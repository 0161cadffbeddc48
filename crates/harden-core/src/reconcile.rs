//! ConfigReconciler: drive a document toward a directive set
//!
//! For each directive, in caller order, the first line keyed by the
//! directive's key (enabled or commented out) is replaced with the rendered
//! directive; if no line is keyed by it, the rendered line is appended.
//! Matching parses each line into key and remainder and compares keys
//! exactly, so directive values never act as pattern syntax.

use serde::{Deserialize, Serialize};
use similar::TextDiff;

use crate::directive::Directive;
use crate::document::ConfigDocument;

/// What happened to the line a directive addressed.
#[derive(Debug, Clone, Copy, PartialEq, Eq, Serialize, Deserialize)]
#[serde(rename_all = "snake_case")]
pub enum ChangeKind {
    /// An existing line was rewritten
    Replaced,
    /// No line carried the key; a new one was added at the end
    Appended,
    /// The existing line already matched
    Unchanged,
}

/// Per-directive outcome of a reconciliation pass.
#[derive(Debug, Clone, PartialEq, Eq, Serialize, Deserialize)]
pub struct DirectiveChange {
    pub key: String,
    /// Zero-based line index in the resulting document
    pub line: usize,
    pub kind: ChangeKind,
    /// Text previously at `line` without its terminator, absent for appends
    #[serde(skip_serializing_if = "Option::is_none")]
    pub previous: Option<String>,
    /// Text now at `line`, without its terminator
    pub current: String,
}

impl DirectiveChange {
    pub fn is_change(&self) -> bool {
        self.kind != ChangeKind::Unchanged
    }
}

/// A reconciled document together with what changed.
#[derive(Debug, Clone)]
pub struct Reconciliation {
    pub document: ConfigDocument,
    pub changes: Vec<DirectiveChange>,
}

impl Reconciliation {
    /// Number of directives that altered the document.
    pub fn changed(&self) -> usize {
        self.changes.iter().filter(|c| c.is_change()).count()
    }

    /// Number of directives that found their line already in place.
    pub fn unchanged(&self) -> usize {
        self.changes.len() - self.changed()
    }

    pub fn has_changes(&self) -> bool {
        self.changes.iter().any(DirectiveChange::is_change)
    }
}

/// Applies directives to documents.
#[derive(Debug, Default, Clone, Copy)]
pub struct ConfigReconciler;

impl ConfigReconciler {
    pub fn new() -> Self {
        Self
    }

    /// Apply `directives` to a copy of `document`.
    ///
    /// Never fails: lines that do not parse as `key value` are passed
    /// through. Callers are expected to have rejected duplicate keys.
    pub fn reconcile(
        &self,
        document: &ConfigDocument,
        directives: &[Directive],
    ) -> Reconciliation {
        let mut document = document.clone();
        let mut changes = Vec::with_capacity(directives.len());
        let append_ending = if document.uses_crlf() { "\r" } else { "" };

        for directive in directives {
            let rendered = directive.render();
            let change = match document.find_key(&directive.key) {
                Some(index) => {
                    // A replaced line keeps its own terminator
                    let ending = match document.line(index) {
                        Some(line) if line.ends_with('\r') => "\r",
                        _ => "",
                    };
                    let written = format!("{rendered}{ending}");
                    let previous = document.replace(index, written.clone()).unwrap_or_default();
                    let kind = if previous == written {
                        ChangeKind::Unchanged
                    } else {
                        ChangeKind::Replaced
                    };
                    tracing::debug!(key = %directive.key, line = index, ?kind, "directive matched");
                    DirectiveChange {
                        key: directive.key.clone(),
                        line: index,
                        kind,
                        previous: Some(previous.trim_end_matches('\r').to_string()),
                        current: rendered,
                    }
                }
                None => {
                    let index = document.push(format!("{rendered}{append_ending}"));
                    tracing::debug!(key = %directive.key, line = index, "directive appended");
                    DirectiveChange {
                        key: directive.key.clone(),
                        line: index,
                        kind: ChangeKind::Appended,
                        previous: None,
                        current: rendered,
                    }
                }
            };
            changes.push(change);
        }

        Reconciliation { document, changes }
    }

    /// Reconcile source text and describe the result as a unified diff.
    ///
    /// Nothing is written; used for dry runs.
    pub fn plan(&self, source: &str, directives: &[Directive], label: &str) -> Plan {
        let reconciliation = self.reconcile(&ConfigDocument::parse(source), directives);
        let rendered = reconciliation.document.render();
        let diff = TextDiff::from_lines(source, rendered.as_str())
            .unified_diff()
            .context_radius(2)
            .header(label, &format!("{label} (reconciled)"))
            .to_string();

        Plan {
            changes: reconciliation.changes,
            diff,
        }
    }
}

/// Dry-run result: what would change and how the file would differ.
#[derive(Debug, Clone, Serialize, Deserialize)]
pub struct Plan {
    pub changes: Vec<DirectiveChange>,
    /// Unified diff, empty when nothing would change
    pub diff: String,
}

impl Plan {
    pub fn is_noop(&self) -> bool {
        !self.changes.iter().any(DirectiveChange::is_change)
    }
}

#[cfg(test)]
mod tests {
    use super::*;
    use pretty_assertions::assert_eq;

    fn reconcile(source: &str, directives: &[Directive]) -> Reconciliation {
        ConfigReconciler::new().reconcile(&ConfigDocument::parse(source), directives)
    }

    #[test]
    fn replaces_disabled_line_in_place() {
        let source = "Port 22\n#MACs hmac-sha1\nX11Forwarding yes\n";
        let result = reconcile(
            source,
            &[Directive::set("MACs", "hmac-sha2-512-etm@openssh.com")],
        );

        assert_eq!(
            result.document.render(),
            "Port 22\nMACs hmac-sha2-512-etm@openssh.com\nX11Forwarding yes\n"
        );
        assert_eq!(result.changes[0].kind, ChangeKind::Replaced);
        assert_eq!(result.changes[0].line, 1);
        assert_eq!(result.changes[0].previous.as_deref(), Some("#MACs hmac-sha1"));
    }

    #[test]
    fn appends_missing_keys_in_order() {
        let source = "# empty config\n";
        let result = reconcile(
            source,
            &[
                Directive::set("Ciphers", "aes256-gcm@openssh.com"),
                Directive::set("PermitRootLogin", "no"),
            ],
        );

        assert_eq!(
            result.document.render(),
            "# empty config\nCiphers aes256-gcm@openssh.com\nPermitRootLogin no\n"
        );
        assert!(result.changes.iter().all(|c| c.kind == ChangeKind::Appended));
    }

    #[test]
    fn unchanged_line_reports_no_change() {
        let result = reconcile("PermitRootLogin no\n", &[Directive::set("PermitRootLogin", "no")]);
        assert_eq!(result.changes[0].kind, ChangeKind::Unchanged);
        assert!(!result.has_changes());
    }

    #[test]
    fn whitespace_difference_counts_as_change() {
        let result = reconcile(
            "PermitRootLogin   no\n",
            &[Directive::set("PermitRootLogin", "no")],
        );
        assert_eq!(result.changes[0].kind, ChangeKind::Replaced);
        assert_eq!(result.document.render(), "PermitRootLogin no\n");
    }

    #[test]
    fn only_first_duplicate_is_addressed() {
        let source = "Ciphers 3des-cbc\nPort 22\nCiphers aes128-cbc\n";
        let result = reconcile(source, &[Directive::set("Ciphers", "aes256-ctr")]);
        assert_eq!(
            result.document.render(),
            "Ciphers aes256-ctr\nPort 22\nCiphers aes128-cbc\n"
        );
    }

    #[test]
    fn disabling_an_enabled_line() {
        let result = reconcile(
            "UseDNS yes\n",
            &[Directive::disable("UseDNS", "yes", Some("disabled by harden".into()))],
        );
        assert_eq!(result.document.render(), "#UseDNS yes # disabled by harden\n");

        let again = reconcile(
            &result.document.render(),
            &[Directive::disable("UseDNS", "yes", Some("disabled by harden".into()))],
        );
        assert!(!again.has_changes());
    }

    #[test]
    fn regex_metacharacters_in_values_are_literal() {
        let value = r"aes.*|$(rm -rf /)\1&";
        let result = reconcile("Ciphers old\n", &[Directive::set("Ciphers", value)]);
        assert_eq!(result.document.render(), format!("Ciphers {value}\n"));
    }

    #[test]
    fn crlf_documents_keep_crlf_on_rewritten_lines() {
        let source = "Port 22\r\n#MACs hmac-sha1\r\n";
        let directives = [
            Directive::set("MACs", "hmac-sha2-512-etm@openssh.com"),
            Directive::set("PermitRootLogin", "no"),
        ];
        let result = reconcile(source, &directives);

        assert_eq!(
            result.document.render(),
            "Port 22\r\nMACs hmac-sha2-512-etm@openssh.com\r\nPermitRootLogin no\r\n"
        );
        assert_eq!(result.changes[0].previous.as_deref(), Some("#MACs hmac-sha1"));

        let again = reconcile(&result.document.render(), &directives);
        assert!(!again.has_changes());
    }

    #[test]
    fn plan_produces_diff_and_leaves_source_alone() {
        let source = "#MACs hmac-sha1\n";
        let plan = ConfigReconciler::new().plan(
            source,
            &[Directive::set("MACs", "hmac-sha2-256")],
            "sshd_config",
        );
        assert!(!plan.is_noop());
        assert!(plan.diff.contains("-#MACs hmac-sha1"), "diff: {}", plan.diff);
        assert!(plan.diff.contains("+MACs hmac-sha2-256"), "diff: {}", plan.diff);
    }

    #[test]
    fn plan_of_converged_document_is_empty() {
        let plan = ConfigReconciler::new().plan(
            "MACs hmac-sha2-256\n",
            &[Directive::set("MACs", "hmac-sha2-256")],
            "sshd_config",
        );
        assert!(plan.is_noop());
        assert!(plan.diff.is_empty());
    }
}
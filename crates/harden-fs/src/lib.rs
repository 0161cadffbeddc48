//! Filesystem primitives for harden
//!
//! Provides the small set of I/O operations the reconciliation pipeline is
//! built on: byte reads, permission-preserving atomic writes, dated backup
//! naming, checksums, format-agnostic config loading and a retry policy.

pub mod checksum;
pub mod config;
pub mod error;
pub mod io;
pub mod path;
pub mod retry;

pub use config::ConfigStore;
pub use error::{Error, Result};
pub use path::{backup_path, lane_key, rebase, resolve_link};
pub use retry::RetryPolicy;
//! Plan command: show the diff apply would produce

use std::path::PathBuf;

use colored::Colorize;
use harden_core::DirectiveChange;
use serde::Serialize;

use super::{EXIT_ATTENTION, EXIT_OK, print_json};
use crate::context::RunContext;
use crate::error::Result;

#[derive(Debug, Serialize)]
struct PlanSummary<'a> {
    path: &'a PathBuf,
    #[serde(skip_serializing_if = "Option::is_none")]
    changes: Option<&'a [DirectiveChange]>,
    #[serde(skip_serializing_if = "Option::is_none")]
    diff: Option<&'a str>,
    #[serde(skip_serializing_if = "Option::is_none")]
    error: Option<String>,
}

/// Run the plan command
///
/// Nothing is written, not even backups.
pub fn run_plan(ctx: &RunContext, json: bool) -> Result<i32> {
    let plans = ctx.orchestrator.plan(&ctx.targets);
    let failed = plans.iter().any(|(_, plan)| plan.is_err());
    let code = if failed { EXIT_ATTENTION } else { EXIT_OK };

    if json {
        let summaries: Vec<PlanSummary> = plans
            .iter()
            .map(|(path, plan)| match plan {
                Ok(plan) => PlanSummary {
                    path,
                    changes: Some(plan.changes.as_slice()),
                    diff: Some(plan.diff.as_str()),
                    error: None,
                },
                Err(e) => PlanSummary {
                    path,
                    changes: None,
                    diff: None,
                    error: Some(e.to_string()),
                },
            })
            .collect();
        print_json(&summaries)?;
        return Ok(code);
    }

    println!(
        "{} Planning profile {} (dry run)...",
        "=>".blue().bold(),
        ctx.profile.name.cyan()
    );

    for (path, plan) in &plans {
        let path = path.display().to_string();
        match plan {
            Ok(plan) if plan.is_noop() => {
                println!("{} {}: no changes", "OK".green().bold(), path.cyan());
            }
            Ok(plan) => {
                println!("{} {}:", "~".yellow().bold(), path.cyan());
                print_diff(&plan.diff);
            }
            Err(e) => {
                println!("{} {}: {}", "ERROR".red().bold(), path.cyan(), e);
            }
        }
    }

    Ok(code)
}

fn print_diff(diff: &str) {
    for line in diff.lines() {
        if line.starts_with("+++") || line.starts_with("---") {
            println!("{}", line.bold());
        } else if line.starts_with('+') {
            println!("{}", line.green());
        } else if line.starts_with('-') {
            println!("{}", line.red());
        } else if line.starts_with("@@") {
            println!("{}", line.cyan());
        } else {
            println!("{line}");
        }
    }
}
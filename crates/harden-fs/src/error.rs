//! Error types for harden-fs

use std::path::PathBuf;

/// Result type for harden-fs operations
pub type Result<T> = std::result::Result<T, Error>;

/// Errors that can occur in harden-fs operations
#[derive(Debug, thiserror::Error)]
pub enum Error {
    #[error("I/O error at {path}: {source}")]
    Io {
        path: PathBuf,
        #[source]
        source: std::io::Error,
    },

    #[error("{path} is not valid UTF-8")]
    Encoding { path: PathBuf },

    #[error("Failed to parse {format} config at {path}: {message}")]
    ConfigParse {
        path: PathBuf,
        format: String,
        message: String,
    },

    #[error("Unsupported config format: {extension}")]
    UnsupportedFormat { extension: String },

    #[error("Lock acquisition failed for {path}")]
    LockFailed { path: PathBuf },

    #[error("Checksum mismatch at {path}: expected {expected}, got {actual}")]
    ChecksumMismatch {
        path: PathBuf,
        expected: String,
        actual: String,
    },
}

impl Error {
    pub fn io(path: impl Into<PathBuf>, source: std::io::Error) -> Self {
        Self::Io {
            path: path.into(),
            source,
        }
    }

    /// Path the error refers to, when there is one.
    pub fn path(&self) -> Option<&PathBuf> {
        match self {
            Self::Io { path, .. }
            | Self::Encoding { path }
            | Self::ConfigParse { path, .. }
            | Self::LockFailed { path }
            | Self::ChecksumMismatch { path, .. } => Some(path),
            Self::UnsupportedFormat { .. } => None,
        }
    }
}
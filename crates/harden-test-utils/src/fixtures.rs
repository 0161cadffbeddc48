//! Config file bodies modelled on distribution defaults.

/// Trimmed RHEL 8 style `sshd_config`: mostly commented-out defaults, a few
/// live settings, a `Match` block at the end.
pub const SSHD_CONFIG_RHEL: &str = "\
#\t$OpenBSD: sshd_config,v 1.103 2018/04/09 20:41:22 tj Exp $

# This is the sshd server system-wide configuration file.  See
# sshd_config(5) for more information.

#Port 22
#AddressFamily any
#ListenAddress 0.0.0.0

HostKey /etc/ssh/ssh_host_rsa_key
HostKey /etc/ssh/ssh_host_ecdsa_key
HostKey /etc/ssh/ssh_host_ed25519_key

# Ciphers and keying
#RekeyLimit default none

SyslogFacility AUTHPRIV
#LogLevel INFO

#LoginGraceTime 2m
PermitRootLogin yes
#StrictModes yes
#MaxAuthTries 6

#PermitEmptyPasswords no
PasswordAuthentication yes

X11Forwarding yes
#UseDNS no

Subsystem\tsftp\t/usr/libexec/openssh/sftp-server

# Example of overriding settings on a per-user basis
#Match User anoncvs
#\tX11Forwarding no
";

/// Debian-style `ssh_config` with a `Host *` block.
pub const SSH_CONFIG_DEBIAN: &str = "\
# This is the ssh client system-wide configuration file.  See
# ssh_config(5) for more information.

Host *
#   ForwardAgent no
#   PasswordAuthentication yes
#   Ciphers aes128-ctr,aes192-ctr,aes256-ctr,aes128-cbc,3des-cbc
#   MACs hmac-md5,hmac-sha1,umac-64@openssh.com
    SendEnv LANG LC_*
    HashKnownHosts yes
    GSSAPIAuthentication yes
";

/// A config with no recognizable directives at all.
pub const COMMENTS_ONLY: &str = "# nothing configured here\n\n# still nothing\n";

+++

- _EXERCISE_:
Scan the lines above for "settings", then copy every one that has it.

- _WRITTEN REPLY_:
/// live settings, a `Match` block at the end.
# Example of overriding settings on a per-user basis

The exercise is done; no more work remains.